Erie County Executive Mark Poloncarz told reporters at a Monday morning briefing that the county’s tally of storm-related deaths had jumped by 12 overnight, and included cases of people who were found in snow banks, in their cars or who had died from cardiac events while plowing or blowing snow.
More deaths had been reported, Poloncarz said, but the county medical examiner was trying to determine if they were directly attributable to the weather.
“There still are probably additional deaths that will be announced later today,” Poloncarz said.
The blizzard, deemed the area’s worst in 45 years, took form late on Friday and pummeled western New York through the Christmas holiday weekend. It capped an Arctic freeze and winter storm front that had extended over most of the United States for days, stretching as far south as the Mexican border.
At least 55 people have died in U.S. weather-related incidents since late last week, according to an NBC News tally.
The greater Buffalo region, on the edge of Lake Erie near the Canadian border, has been one of the hardest-hit places. Cars and buses were buried under towering snow drifts and high-lift equipment was being used for hospital transports where ambulances could not drive.
Up to a foot of snow was still forecast to fall through Tuesday in some areas south of Buffalo and north of Syracuse.
Heavy winds and “lake-effect” snow – the result of moisture picked up by frigid air moving over warmer lake waters – produced a storm that New York Governor Kathy Hochul said would go down in history as “the Blizzard of ’22,” ranked the worst since a 1977 blizzard killed nearly 30 people.

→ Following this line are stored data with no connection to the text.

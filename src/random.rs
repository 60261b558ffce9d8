use rand::TryRngCore;
use rand::rngs::OsRng;
use rand_chacha::ChaCha20Rng;
use rand_core::SeedableRng;

use crate::error::{CustodyError, Result};

/// Fills `dest` straight from the operating system entropy source.
pub(crate) fn fill_random(dest: &mut [u8]) -> Result<()> {
    OsRng
        .try_fill_bytes(dest)
        .map_err(|e| CustodyError::RandomnessUnavailable(e.to_string()))
}

/// Returns `N` fresh random bytes.
pub(crate) fn random_array<const N: usize>() -> Result<[u8; N]> {
    let mut out = [0u8; N];
    fill_random(&mut out)?;
    Ok(out)
}

/// ChaCha20 CSPRNG seeded from the OS, used for polynomial coefficients.
pub(crate) fn seeded_rng() -> Result<ChaCha20Rng> {
    ChaCha20Rng::try_from_rng(&mut OsRng)
        .map_err(|e| CustodyError::RandomnessUnavailable(e.to_string()))
}
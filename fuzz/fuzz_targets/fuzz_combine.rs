#![no_main]

use keycustody::{ShamirShare, Share};
use libfuzzer_sys::fuzz_target;

// Builds arbitrary, mostly malformed share sets and feeds them to combine.
// Zero or duplicate indices, mismatched metadata and uneven data lengths must
// all come back as errors, never panics.
fuzz_target!(|data: &[u8]| {
    if data.len() < 4 {
        return;
    }

    let mut shares = Vec::new();
    let num_shares = (data[0] % 8).max(1);
    let mut offset = 1;

    for _ in 0..num_shares {
        if offset + 4 > data.len() {
            break;
        }

        let index = data[offset];
        let threshold = data[offset + 1];
        let total_shares = data[offset + 2];
        let data_len = (data[offset + 3] as usize).min(64);
        offset += 4;

        let end = (offset + data_len).min(data.len());
        let mut share_data = data[offset..end].to_vec();
        share_data.resize(data_len, 0);
        offset = end;

        shares.push(Share {
            index,
            data: share_data,
            threshold,
            total_shares,
        });
    }

    let _ = ShamirShare::combine(&shares);
    let _ = ShamirShare::combine(&[]);

    if shares.len() >= 2 {
        let duplicate = vec![shares[0].clone(), shares[0].clone()];
        let _ = ShamirShare::combine(&duplicate);
    }

    for share in &shares {
        let _ = Share::from_hex(&share.to_hex());
    }
});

Hundreds of national guard troops were assisting local first responders and state police on Monday as crews rescued people trapped in homes and cars, performed wellness checks and delivered food and basic needs.
Emergency workers have struggled to navigate past snow drifts to do their jobs, and many snow plows, tow trucks, ambulances and other emergency vehicles dispatched over the weekend had to be rescued themselves after getting stuck in the snow, county officials said.

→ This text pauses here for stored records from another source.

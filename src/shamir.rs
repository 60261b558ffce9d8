use std::fmt;

use rand_chacha::ChaCha20Rng;
use rand_chacha::rand_core::RngCore;
use rayon::prelude::*;
use zeroize::{Zeroize, ZeroizeOnDrop, Zeroizing};

use crate::config::SplitMode;
use crate::error::{CustodyError, Result};
use crate::finite_field::FiniteField;
use crate::random::seeded_rng;

/// Threshold used for every wallet
pub const WALLET_THRESHOLD: u8 = 2;
/// Number of shares produced for every wallet
pub const WALLET_SHARE_COUNT: u8 = 3;

/// A share in Shamir's Secret Sharing scheme
///
/// Each share holds one polynomial evaluation per secret byte together with
/// the x-coordinate it was evaluated at. A single share reveals nothing about
/// the secret. The share bytes are wiped when the share is dropped.
///
/// # Example
/// ```
/// use keycustody::ShamirShare;
///
/// let mut shamir = ShamirShare::builder(3, 2).build().unwrap();
/// let shares = shamir.split(b"secret").unwrap();
/// let share = &shares[0];
///
/// assert_eq!(share.index, 1);
/// assert_eq!(share.threshold, 2);
/// assert_eq!(share.total_shares, 3);
/// assert_eq!(share.data.len(), 6);
/// ```
#[derive(Clone, PartialEq, Eq, Zeroize, ZeroizeOnDrop)]
pub struct Share {
    /// Index of the share (x-coordinate in the polynomial), never zero
    pub index: u8,
    /// The share data (y-coordinates for each byte of the secret)
    pub data: Vec<u8>,
    /// Minimum number of shares required for reconstruction
    pub threshold: u8,
    /// Total number of shares created
    pub total_shares: u8,
}

impl fmt::Debug for Share {
    fn fmt(&self, f: &mut fmt::Formatter<'_>) -> fmt::Result {
        f.debug_struct("Share")
            .field("index", &self.index)
            .field("data", &format_args!("<{} bytes redacted>", self.data.len()))
            .field("threshold", &self.threshold)
            .field("total_shares", &self.total_shares)
            .finish()
    }
}

impl Share {
    /// Builds a wallet share (2-of-3) from its index and raw bytes
    pub fn wallet_share(index: u8, data: Vec<u8>) -> Result<Self> {
        if index == 0 || index > WALLET_SHARE_COUNT {
            return Err(CustodyError::InvalidShares(format!(
                "wallet share index {index} outside 1..={WALLET_SHARE_COUNT}"
            )));
        }
        Ok(Self {
            index,
            data,
            threshold: WALLET_THRESHOLD,
            total_shares: WALLET_SHARE_COUNT,
        })
    }

    /// Encodes the share as `"<index>:<hex>"` for handing it to a passkey vault
    pub fn to_hex(&self) -> Zeroizing<String> {
        Zeroizing::new(format!("{}:{}", self.index, hex::encode(&self.data)))
    }

    /// Parses a wallet share encoded by [`Share::to_hex`]
    pub fn from_hex(encoded: &str) -> Result<Self> {
        let (index, data) = encoded.split_once(':').ok_or_else(|| {
            CustodyError::InvalidShares("expected share format <index>:<hex>".into())
        })?;
        let index: u8 = index
            .parse()
            .map_err(|_| CustodyError::InvalidShares(format!("invalid share index {index:?}")))?;
        let data = hex::decode(data)?;
        Self::wallet_share(index, data)
    }
}

/// Main implementation of Shamir's Secret Sharing scheme
///
/// Uses GF(256) arithmetic for polynomial operations and a ChaCha20 CSPRNG
/// seeded from the operating system for polynomial coefficients.
///
/// # Example
/// ```
/// use keycustody::ShamirShare;
///
/// let mut scheme = ShamirShare::builder(3, 2).build().unwrap();
///
/// let secret = b"my secret data";
/// let shares = scheme.split(secret).unwrap();
///
/// let reconstructed = ShamirShare::combine(&shares[1..3]).unwrap();
/// assert_eq!(&reconstructed[..], secret);
/// ```
pub struct ShamirShare {
    /// Total number of shares to generate
    total_shares: u8,
    /// Minimum number of shares needed for reconstruction
    threshold: u8,
    /// How share evaluation is scheduled
    mode: SplitMode,
    /// Cryptographically secure random number generator
    rng: ChaCha20Rng,
}

/// Builder for creating ShamirShare instances
#[derive(Debug)]
pub struct ShamirShareBuilder {
    total_shares: u8,
    threshold: u8,
    mode: SplitMode,
}

impl ShamirShareBuilder {
    /// Creates a new builder
    ///
    /// # Arguments
    /// * `total_shares` - Total number of shares to create (2-255)
    /// * `threshold` - Minimum shares required for reconstruction (2-total_shares)
    pub fn new(total_shares: u8, threshold: u8) -> Self {
        Self {
            total_shares,
            threshold,
            mode: SplitMode::default(),
        }
    }

    /// Sets how share evaluation is scheduled
    pub fn with_mode(mut self, mode: SplitMode) -> Self {
        self.mode = mode;
        self
    }

    /// Builds the ShamirShare instance with validation
    ///
    /// # Errors
    /// Returns [`CustodyError::InvalidParameters`] if `threshold < 2` or
    /// `threshold > total_shares`. The `u8` share count keeps every
    /// x-coordinate a non-zero byte.
    pub fn build(self) -> Result<ShamirShare> {
        if self.threshold < 2 {
            return Err(CustodyError::InvalidParameters(format!(
                "threshold {} is below the minimum of 2",
                self.threshold
            )));
        }
        if self.threshold > self.total_shares {
            return Err(CustodyError::InvalidParameters(format!(
                "threshold {} exceeds total shares {}",
                self.threshold, self.total_shares
            )));
        }

        Ok(ShamirShare {
            total_shares: self.total_shares,
            threshold: self.threshold,
            mode: self.mode,
            rng: seeded_rng()?,
        })
    }
}

impl ShamirShare {
    /// Creates a builder for configuring a ShamirShare instance
    pub fn builder(total_shares: u8, threshold: u8) -> ShamirShareBuilder {
        ShamirShareBuilder::new(total_shares, threshold)
    }

    /// Creates the 2-of-3 scheme used for wallet master secrets
    pub fn for_wallet(mode: SplitMode) -> Result<Self> {
        Self::builder(WALLET_SHARE_COUNT, WALLET_THRESHOLD)
            .with_mode(mode)
            .build()
    }

    /// Splits a secret into `total_shares` shares
    ///
    /// For each byte of the secret a fresh random polynomial of degree
    /// `threshold - 1` is drawn with the secret byte as its constant term and
    /// evaluated at x = 1..=total_shares.
    ///
    /// # Example
    /// ```
    /// use keycustody::ShamirShare;
    ///
    /// let mut scheme = ShamirShare::builder(3, 2).build().unwrap();
    /// let shares = scheme.split(b"secret data").unwrap();
    /// assert_eq!(shares.len(), 3);
    /// ```
    pub fn split(&mut self, secret: &[u8]) -> Result<Vec<Share>> {
        let t = self.threshold as usize;

        // Coefficient for x^j of byte idx lives at idx*(t-1) + (j-1)
        let mut coefficients = Zeroizing::new(vec![0u8; secret.len() * (t - 1)]);
        self.rng.fill_bytes(&mut coefficients);

        let evaluate = |x: u8| Self::evaluate_share(FiniteField::new(x), secret, &coefficients, t);
        let share_data: Vec<Vec<u8>> = match self.mode {
            SplitMode::Sequential => (1..=self.total_shares).map(evaluate).collect(),
            SplitMode::Parallel => (1..=self.total_shares).into_par_iter().map(evaluate).collect(),
        };

        Ok(share_data
            .into_iter()
            .zip(1..=self.total_shares)
            .map(|(data, index)| Share {
                index,
                data,
                threshold: self.threshold,
                total_shares: self.total_shares,
            })
            .collect())
    }

    /// Reconstructs the secret from shares using Lagrange interpolation at x = 0
    ///
    /// The result does not depend on the order of `shares`. The returned buffer
    /// is wiped when dropped.
    ///
    /// # Errors
    /// - [`CustodyError::InvalidShares`] for fewer than 2 shares, fewer than the
    ///   recorded threshold, mismatched lengths or metadata, or index 0
    /// - [`CustodyError::DivisionByZero`] when two shares carry the same index
    pub fn combine(shares: &[Share]) -> Result<Zeroizing<Vec<u8>>> {
        Self::validate_shares(shares)?;

        let coefficients = Self::lagrange_coefficients_at_zero(shares)?;
        let secret_len = shares[0].data.len();

        let mut secret = Zeroizing::new(Vec::with_capacity(secret_len));
        for byte_idx in 0..secret_len {
            let byte = shares
                .iter()
                .zip(&coefficients)
                .fold(FiniteField::ZERO, |acc, (share, &coeff)| {
                    acc + coeff * FiniteField::new(share.data[byte_idx])
                });
            secret.push(byte.0);
        }

        Ok(secret)
    }

    /// Evaluates every byte polynomial at `x` using Horner's method
    #[inline]
    fn evaluate_share(x: FiniteField, secret: &[u8], coefficients: &[u8], t: usize) -> Vec<u8> {
        secret
            .iter()
            .enumerate()
            .map(|(idx, &constant)| {
                let mut acc = FiniteField::ZERO;
                for j in (1..t).rev() {
                    acc = acc * x + FiniteField::new(coefficients[idx * (t - 1) + (j - 1)]);
                }
                (acc * x + FiniteField::new(constant)).0
            })
            .collect()
    }

    fn validate_shares(shares: &[Share]) -> Result<()> {
        if shares.len() < 2 {
            return Err(CustodyError::InvalidShares(format!(
                "need at least 2 shares, got {}",
                shares.len()
            )));
        }

        let first = &shares[0];
        if shares.len() < first.threshold as usize {
            return Err(CustodyError::InvalidShares(format!(
                "need at least {} shares, got {}",
                first.threshold,
                shares.len()
            )));
        }

        for share in shares {
            if share.data.len() != first.data.len() {
                return Err(CustodyError::InvalidShares(
                    "inconsistent share lengths".into(),
                ));
            }
            if share.threshold != first.threshold || share.total_shares != first.total_shares {
                return Err(CustodyError::InvalidShares(
                    "inconsistent share metadata".into(),
                ));
            }
            if share.index == 0 {
                return Err(CustodyError::InvalidShares(
                    "share index 0 is not a valid x-coordinate".into(),
                ));
            }
        }

        Ok(())
    }

    /// Basis values L_i(0) = Π_{j≠i} x_j / (x_j - x_i)
    ///
    /// Duplicate x-coordinates make a denominator zero and surface as
    /// [`CustodyError::DivisionByZero`].
    fn lagrange_coefficients_at_zero(shares: &[Share]) -> Result<Vec<FiniteField>> {
        let xs: Vec<FiniteField> = shares.iter().map(|s| FiniteField::new(s.index)).collect();

        xs.iter()
            .enumerate()
            .map(|(i, &x_i)| {
                let mut numerator = FiniteField::ONE;
                let mut denominator = FiniteField::ONE;
                for (j, &x_j) in xs.iter().enumerate() {
                    if i != j {
                        numerator = numerator * x_j;
                        denominator = denominator * (x_j - x_i);
                    }
                }
                numerator.divide(denominator)
            })
            .collect()
    }
}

County Executive Poloncarz said he expected the White House to issue a disaster declaration on Monday, which would help the region cover the daunting expense of storm rescue and recovery.
Thousands of people in Erie County had power restored as of Monday morning, Poloncarz said, while some 13,000 customers were still without power statewide, according to poweroutage.us.

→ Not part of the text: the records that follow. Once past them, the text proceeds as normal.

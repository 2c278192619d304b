//! Error types shared by the fetchers, writers and the polling loop

use std::path::{Path, PathBuf};
use thiserror::Error;

/// Everything that can go wrong while downloading or persisting weather data
#[derive(Error, Debug)]
pub enum HydrometError {
    /// Bad coordinates, date ranges or horizons
    #[error("invalid argument: {message}")]
    InvalidArgument { message: String },

    /// The request never produced a usable response
    #[error("network error: {source}")]
    Network {
        #[from]
        source: reqwest::Error,
    },

    /// The API answered, but not with what we asked for
    #[error("API error: {message}")]
    Api { message: String },

    /// Writing, reading or pruning output files failed
    #[error("file system error at {}: {message}", path.display())]
    FileSystem { path: PathBuf, message: String },
}

impl HydrometError {
    pub fn invalid<S: Into<String>>(message: S) -> Self {
        Self::InvalidArgument {
            message: message.into(),
        }
    }

    pub fn api<S: Into<String>>(message: S) -> Self {
        Self::Api {
            message: message.into(),
        }
    }

    pub fn file_system<E: std::fmt::Display>(path: &Path, cause: E) -> Self {
        Self::FileSystem {
            path: path.to_path_buf(),
            message: cause.to_string(),
        }
    }
}

pub type Result<T> = std::result::Result<T, HydrometError>;
use chrono::{Days, NaiveDate};
use serde::Deserialize;
use std::collections::HashSet;
use std::fmt;
use std::path::Path;

use crate::constants::{MAX_FORECAST_DAYS, MIN_HISTORY_DAYS};
use crate::error::{HydrometError, Result};

// ============================================================================
// Open-Meteo API Models
// ============================================================================

#[derive(Debug, Deserialize)]
pub struct OpenMeteoResponse {
    pub latitude: Option<f64>,
    pub longitude: Option<f64>,
    pub timezone: Option<String>,
    pub daily: Option<DailyData>,
}

/// Daily block of an Open-Meteo response. Every variable is optional so a
/// missing key can be reported by name instead of as a decode failure.
#[derive(Debug, Default, Deserialize)]
pub struct DailyData {
    pub time: Option<Vec<String>>,
    #[serde(rename = "precipitation_sum")]
    pub precipitation_sum: Option<Vec<Option<f64>>>,
    #[serde(rename = "temperature_2m_max")]
    pub temperature_max: Option<Vec<Option<f64>>>,
    #[serde(rename = "temperature_2m_min")]
    pub temperature_min: Option<Vec<Option<f64>>>,
}

/// Error body Open-Meteo sends with 4xx responses
#[derive(Debug, Deserialize)]
pub struct OpenMeteoErrorBody {
    pub reason: String,
}

impl DailyData {
    /// Flattens the column-oriented daily block into one row per date.
    ///
    /// With `with_mean` set, each row also carries the mean of the max and
    /// min temperatures. Dates must be strictly increasing.
    pub fn into_rows(self, with_mean: bool) -> Result<Vec<ForecastRow>> {
        let mut missing = Vec::new();
        if self.time.is_none() {
            missing.push("time");
        }
        if self.precipitation_sum.is_none() {
            missing.push("precipitation_sum");
        }
        if self.temperature_max.is_none() {
            missing.push("temperature_2m_max");
        }
        if self.temperature_min.is_none() {
            missing.push("temperature_2m_min");
        }

        let (Some(time), Some(precipitation), Some(temp_max), Some(temp_min)) = (
            self.time,
            self.precipitation_sum,
            self.temperature_max,
            self.temperature_min,
        ) else {
            missing.sort_unstable();
            return Err(HydrometError::api(format!(
                "daily block is missing required keys: {}",
                missing.join(", ")
            )));
        };

        let len = time.len();
        if precipitation.len() != len || temp_max.len() != len || temp_min.len() != len {
            return Err(HydrometError::api(format!(
                "daily arrays differ in length (time={}, precipitation_sum={}, temperature_2m_max={}, temperature_2m_min={})",
                len,
                precipitation.len(),
                temp_max.len(),
                temp_min.len()
            )));
        }

        let mut rows: Vec<ForecastRow> = Vec::with_capacity(len);
        for (((day, precipitation_mm), temp_max_c), temp_min_c) in time
            .iter()
            .zip(precipitation)
            .zip(temp_max)
            .zip(temp_min)
        {
            let date = NaiveDate::parse_from_str(day, "%Y-%m-%d")
                .map_err(|e| HydrometError::api(format!("unparseable date '{day}': {e}")))?;

            if let Some(previous) = rows.last() {
                if previous.date >= date {
                    return Err(HydrometError::api(format!(
                        "dates are not strictly increasing: {} followed by {}",
                        previous.date, date
                    )));
                }
            }

            rows.push(ForecastRow {
                date,
                precipitation_mm,
                temp_max_c,
                temp_min_c,
                temp_mean_c: if with_mean {
                    mean_temperature(temp_max_c, temp_min_c)
                } else {
                    None
                },
            });
        }

        Ok(rows)
    }
}

/// Mean of max and min, skipping whichever side is absent
fn mean_temperature(max: Option<f64>, min: Option<f64>) -> Option<f64> {
    match (max, min) {
        (Some(max), Some(min)) => Some((max + min) / 2.0),
        (Some(value), None) | (None, Some(value)) => Some(value),
        (None, None) => None,
    }
}

// ============================================================================
// Domain Models
// ============================================================================

/// A geographic query location, optionally named
#[derive(Debug, Clone, PartialEq)]
pub struct ForecastPoint {
    pub latitude: f64,
    pub longitude: f64,
    pub name: Option<String>,
}

impl ForecastPoint {
    pub fn new(latitude: f64, longitude: f64, name: Option<String>) -> Result<Self> {
        if !latitude.is_finite() || !(-90.0..=90.0).contains(&latitude) {
            return Err(HydrometError::invalid(format!(
                "latitude {latitude} is outside [-90, 90]"
            )));
        }
        if !longitude.is_finite() || !(-180.0..=180.0).contains(&longitude) {
            return Err(HydrometError::invalid(format!(
                "longitude {longitude} is outside [-180, 180]"
            )));
        }

        let name = name
            .map(|n| n.trim().to_string())
            .filter(|n| !n.is_empty());

        Ok(Self {
            latitude,
            longitude,
            name,
        })
    }

    /// Identifier used in output file names
    pub fn id(&self) -> String {
        match &self.name {
            Some(name) => sanitize_id(name),
            None => format!("{}_{}", self.latitude, self.longitude),
        }
    }
}

impl fmt::Display for ForecastPoint {
    fn fmt(&self, f: &mut fmt::Formatter<'_>) -> fmt::Result {
        match &self.name {
            Some(name) => write!(f, "{} ({:.4}, {:.4})", name, self.latitude, self.longitude),
            None => write!(f, "({:.4}, {:.4})", self.latitude, self.longitude),
        }
    }
}

fn sanitize_id(raw: &str) -> String {
    raw.chars()
        .map(|c| {
            if c.is_ascii_alphanumeric() || matches!(c, '-' | '.' | '_') {
                c
            } else {
                '_'
            }
        })
        .collect()
}

/// One day of precipitation and temperature values
#[derive(Debug, Clone, PartialEq)]
pub struct ForecastRow {
    pub date: NaiveDate,
    pub precipitation_mm: Option<f64>,
    pub temp_max_c: Option<f64>,
    pub temp_min_c: Option<f64>,
    pub temp_mean_c: Option<f64>,
}

// ============================================================================
// Request Models
// ============================================================================

/// Open-Meteo endpoint serving the forecast
#[derive(Debug, Clone, Copy, Default, PartialEq, Eq, clap::ValueEnum)]
pub enum ForecastModel {
    /// ECMWF open data (`/ecmwf`)
    #[default]
    Ecmwf,
    /// Open-Meteo best-match blend (`/forecast`)
    BestMatch,
}

impl ForecastModel {
    pub fn endpoint(self) -> &'static str {
        match self {
            ForecastModel::Ecmwf => "ecmwf",
            ForecastModel::BestMatch => "forecast",
        }
    }
}

/// Forecast horizon starting at `start_date`
#[derive(Debug, Clone, Copy, PartialEq)]
pub struct ForecastWindow {
    pub start_date: NaiveDate,
    pub days: u32,
    pub model: ForecastModel,
}

impl ForecastWindow {
    pub fn new(start_date: NaiveDate, days: u32, model: ForecastModel) -> Result<Self> {
        if !(1..=MAX_FORECAST_DAYS).contains(&days) {
            return Err(HydrometError::invalid(format!(
                "forecast horizon must be between 1 and {MAX_FORECAST_DAYS} days, got {days}"
            )));
        }
        if start_date.checked_add_days(Days::new(u64::from(days))).is_none() {
            return Err(HydrometError::invalid(format!(
                "forecast window starting {start_date} overflows the calendar"
            )));
        }
        Ok(Self {
            start_date,
            days,
            model,
        })
    }

    /// Last requested date, inclusive
    pub fn end_date(&self) -> NaiveDate {
        self.start_date + Days::new(u64::from(self.days - 1))
    }
}

/// Inclusive historical date range
#[derive(Debug, Clone, PartialEq)]
pub struct HistoryRange {
    pub start_date: NaiveDate,
    pub end_date: NaiveDate,
    pub timezone: String,
}

impl HistoryRange {
    pub fn new(start_date: NaiveDate, end_date: NaiveDate, timezone: impl Into<String>) -> Result<Self> {
        if start_date > end_date {
            return Err(HydrometError::invalid(format!(
                "start date {start_date} is after end date {end_date}"
            )));
        }

        let range = Self {
            start_date,
            end_date,
            timezone: timezone.into(),
        };
        let days = range.days();
        if days < MIN_HISTORY_DAYS {
            return Err(HydrometError::invalid(format!(
                "the range must cover at least {MIN_HISTORY_DAYS} days, it only covers {days}"
            )));
        }
        Ok(range)
    }

    /// Number of calendar days covered, both ends included
    pub fn days(&self) -> i64 {
        (self.end_date - self.start_date).num_days() + 1
    }
}

// ============================================================================
// Points File
// ============================================================================

#[derive(Debug, Deserialize)]
struct PointRecord {
    #[serde(default, alias = "id")]
    name: Option<String>,
    #[serde(alias = "latitude")]
    lat: f64,
    #[serde(alias = "longitude")]
    lon: f64,
}

/// Reads a `name,lat,lon` CSV into points, rejecting duplicate identifiers
pub fn load_points(path: &Path) -> Result<Vec<ForecastPoint>> {
    let mut reader = csv::ReaderBuilder::new()
        .trim(csv::Trim::All)
        .from_path(path)
        .map_err(|e| HydrometError::file_system(path, e))?;

    let mut points = Vec::new();
    let mut seen = HashSet::new();
    for (index, record) in reader.deserialize::<PointRecord>().enumerate() {
        let record = record.map_err(|e| {
            HydrometError::invalid(format!(
                "{} line {}: {}",
                path.display(),
                index + 2,
                e
            ))
        })?;
        let point = ForecastPoint::new(record.lat, record.lon, record.name)?;
        if !seen.insert(point.id()) {
            return Err(HydrometError::invalid(format!(
                "duplicate point identifier '{}' in {}",
                point.id(),
                path.display()
            )));
        }
        points.push(point);
    }

    if points.is_empty() {
        return Err(HydrometError::invalid(format!(
            "points file {} contains no points",
            path.display()
        )));
    }

    Ok(points)
}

A driving ban was still in effect in Buffalo on Monday, for safety purposes and to keep the roads clear for emergency and utility workers trying to weave through a nearly impassable obstacle course of buried cars and snow banks.
“There are cars everywhere. Everywhere. Pointing the wrong direction on roads, they’ve basically been plowed in and they need to be dug out and towed. It’s going to take time to clear those,” Poloncarz said.